Days earlier, on December 11 or 12, 2009, Boston
Scientific fired a Divisional Vice President of Sales of CRM
devices, who managed one of three sales regions in the United
States and according to the complaint "played a key role in
crafting and implementing pricing, sales, marketing, strategy, and
other key policies for [Boston Scientific's] CRM devices." The
complaint alleged that in all, ten members of the CRM sales force
were fired for their "repeated[]" breaches of Boston Scientific's
internal code of ethics.
On January 12, 2010, Elliott participated in another
healthcare conference call. Although not focusing on the CRM group
in particular, Elliott touted Boston Scientific's "stable, large,
experienced" and "very successful" sales force.
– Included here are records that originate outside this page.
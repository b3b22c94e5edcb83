//! Blocking request/response channel to one scan-engine node.
//!
//! One channel carries one outstanding request at a time: parallel splits
//! take one channel each or serialize explicitly. The transport frames both
//! directions with a `u64` little-endian byte-length prefix; the protocol
//! has no cancellation message, so a sent request is always waited out (or
//! timed out by the socket deadlines).

use std::io::{Read, Write};
use std::net::TcpStream;
#[cfg(unix)]
use std::os::unix::net::UnixStream;
use std::time::Duration;

use varve_common::{Result, ScanConfig, VarveError};

/// One blocking round trip: request bytes out, reply bytes back.
pub trait ReqChannel: Send {
    fn send(&mut self, request: &[u8]) -> Result<Vec<u8>>;
}

/// Hard ceiling on a framed reply; a length beyond this is corruption, not
/// data.
const MAX_REPLY_BYTES: u64 = 1 << 32;

#[derive(Debug)]
enum Stream {
    Tcp(TcpStream),
    #[cfg(unix)]
    Unix(UnixStream),
}

/// `ReqChannel` over a `tcp://host:port` or `ipc:///path` endpoint.
#[derive(Debug)]
pub struct EngineChannel {
    stream: Stream,
    address: String,
}

impl EngineChannel {
    /// Connects and applies the send/receive socket deadlines.
    ///
    /// # Errors
    /// [`VarveError::InvalidConfig`] for an unrecognized URL scheme;
    /// [`VarveError::Transport`] when the endpoint cannot be reached.
    pub fn connect(url: &str, send_timeout: Duration, recv_timeout: Duration) -> Result<Self> {
        let stream = if let Some(addr) = url.strip_prefix("tcp://") {
            let stream = TcpStream::connect(addr)
                .map_err(|e| VarveError::Transport(format!("connect {url}: {e}")))?;
            stream.set_write_timeout(Some(send_timeout))?;
            stream.set_read_timeout(Some(recv_timeout))?;
            stream.set_nodelay(true)?;
            Stream::Tcp(stream)
        } else if let Some(path) = url.strip_prefix("ipc://") {
            #[cfg(unix)]
            {
                let stream = UnixStream::connect(path)
                    .map_err(|e| VarveError::Transport(format!("connect {url}: {e}")))?;
                stream.set_write_timeout(Some(send_timeout))?;
                stream.set_read_timeout(Some(recv_timeout))?;
                Stream::Unix(stream)
            }
            #[cfg(not(unix))]
            {
                let _ = path;
                return Err(VarveError::InvalidConfig(format!(
                    "ipc endpoints are unix-only: {url}"
                )));
            }
        } else {
            return Err(VarveError::InvalidConfig(format!(
                "engine url must start with tcp:// or ipc://: {url}"
            )));
        };
        Ok(Self {
            stream,
            address: url.to_string(),
        })
    }

    pub fn from_config(config: &ScanConfig) -> Result<Self> {
        Self::connect(&config.engine_url, config.send_timeout, config.recv_timeout)
    }

    pub fn address(&self) -> &str {
        &self.address
    }

    fn io(&mut self) -> &mut dyn ReadWrite {
        match &mut self.stream {
            Stream::Tcp(s) => s,
            #[cfg(unix)]
            Stream::Unix(s) => s,
        }
    }
}

trait ReadWrite: Read + Write {}
impl<T: Read + Write> ReadWrite for T {}

impl ReqChannel for EngineChannel {
    fn send(&mut self, request: &[u8]) -> Result<Vec<u8>> {
        let io = self.io();
        io.write_all(&(request.len() as u64).to_le_bytes())?;
        io.write_all(request)?;
        io.flush()?;

        let mut len = [0u8; 8];
        io.read_exact(&mut len)?;
        let len = u64::from_le_bytes(len);
        if len > MAX_REPLY_BYTES {
            return Err(VarveError::Transport(format!(
                "reply frame of {len} bytes exceeds the {MAX_REPLY_BYTES} byte limit"
            )));
        }
        let mut reply = vec![0u8; len as usize];
        io.read_exact(&mut reply)?;
        Ok(reply)
    }
}

#[cfg(test)]
mod tests {
    use std::io::{Read, Write};
    use std::net::TcpListener;
    use std::time::Duration;

    use varve_common::VarveError;

    use super::{EngineChannel, ReqChannel};

    const TIMEOUT: Duration = Duration::from_secs(5);

    #[test]
    fn unknown_scheme_is_invalid_config() {
        let err = EngineChannel::connect("http://localhost:1", TIMEOUT, TIMEOUT).unwrap_err();
        assert!(matches!(err, VarveError::InvalidConfig(_)));
    }

    #[test]
    fn unreachable_endpoint_is_a_transport_error() {
        // Port 1 is reserved and closed in practice.
        let err = EngineChannel::connect("tcp://127.0.0.1:1", TIMEOUT, TIMEOUT).unwrap_err();
        assert!(matches!(err, VarveError::Transport(_)));
    }

    #[test]
    fn round_trip_frames_both_directions() {
        let listener = TcpListener::bind("127.0.0.1:0").unwrap();
        let addr = listener.local_addr().unwrap();
        let server = std::thread::spawn(move || {
            let (mut conn, _) = listener.accept().unwrap();
            let mut len = [0u8; 8];
            conn.read_exact(&mut len).unwrap();
            let mut request = vec![0u8; u64::from_le_bytes(len) as usize];
            conn.read_exact(&mut request).unwrap();

            let reply: Vec<u8> = request.iter().rev().copied().collect();
            conn.write_all(&(reply.len() as u64).to_le_bytes()).unwrap();
            conn.write_all(&reply).unwrap();
            request
        });

        let mut channel =
            EngineChannel::connect(&format!("tcp://{addr}"), TIMEOUT, TIMEOUT).unwrap();
        let reply = channel.send(&[1, 2, 3, 4]).unwrap();
        assert_eq!(reply, vec![4, 3, 2, 1]);
        assert_eq!(server.join().unwrap(), vec![1, 2, 3, 4]);
    }

    #[test]
    fn truncated_reply_is_an_io_error() {
        let listener = TcpListener::bind("127.0.0.1:0").unwrap();
        let addr = listener.local_addr().unwrap();
        let server = std::thread::spawn(move || {
            let (mut conn, _) = listener.accept().unwrap();
            let mut len = [0u8; 8];
            conn.read_exact(&mut len).unwrap();
            let mut request = vec![0u8; u64::from_le_bytes(len) as usize];
            conn.read_exact(&mut request).unwrap();
            // Promise 100 bytes, deliver 3, hang up.
            conn.write_all(&100u64.to_le_bytes()).unwrap();
            conn.write_all(&[1, 2, 3]).unwrap();
        });

        let mut channel =
            EngineChannel::connect(&format!("tcp://{addr}"), TIMEOUT, TIMEOUT).unwrap();
        let err = channel.send(&[0]).unwrap_err();
        assert!(matches!(err, VarveError::Io(_)));
        server.join().unwrap();
    }

    #[test]
    fn absurd_reply_length_is_rejected_before_allocation() {
        let listener = TcpListener::bind("127.0.0.1:0").unwrap();
        let addr = listener.local_addr().unwrap();
        let server = std::thread::spawn(move || {
            let (mut conn, _) = listener.accept().unwrap();
            let mut len = [0u8; 8];
            conn.read_exact(&mut len).unwrap();
            let mut request = vec![0u8; u64::from_le_bytes(len) as usize];
            conn.read_exact(&mut request).unwrap();
            conn.write_all(&u64::MAX.to_le_bytes()).unwrap();
        });

        let mut channel =
            EngineChannel::connect(&format!("tcp://{addr}"), TIMEOUT, TIMEOUT).unwrap();
        let err = channel.send(&[0]).unwrap_err();
        assert!(matches!(err, VarveError::Transport(_)));
        server.join().unwrap();
    }
}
He stated that the
"sales execution that we talked about building in the last five or
six months is now going out into play" and that "[w]e've already
done a ton of work in the last six months to get rid of unnecessary
distractions and litigation that goes beyond the norm."
However, about a week before, on January 4, 2010, the
Boston Scientific's previously discharged Divisional Vice President
had been hired by one of Boston Scientific's competitors, St. Jude
Medical. The complaint also stated that "many" of the other nine
fired CRM sales group members were also hired by St. Jude Medical.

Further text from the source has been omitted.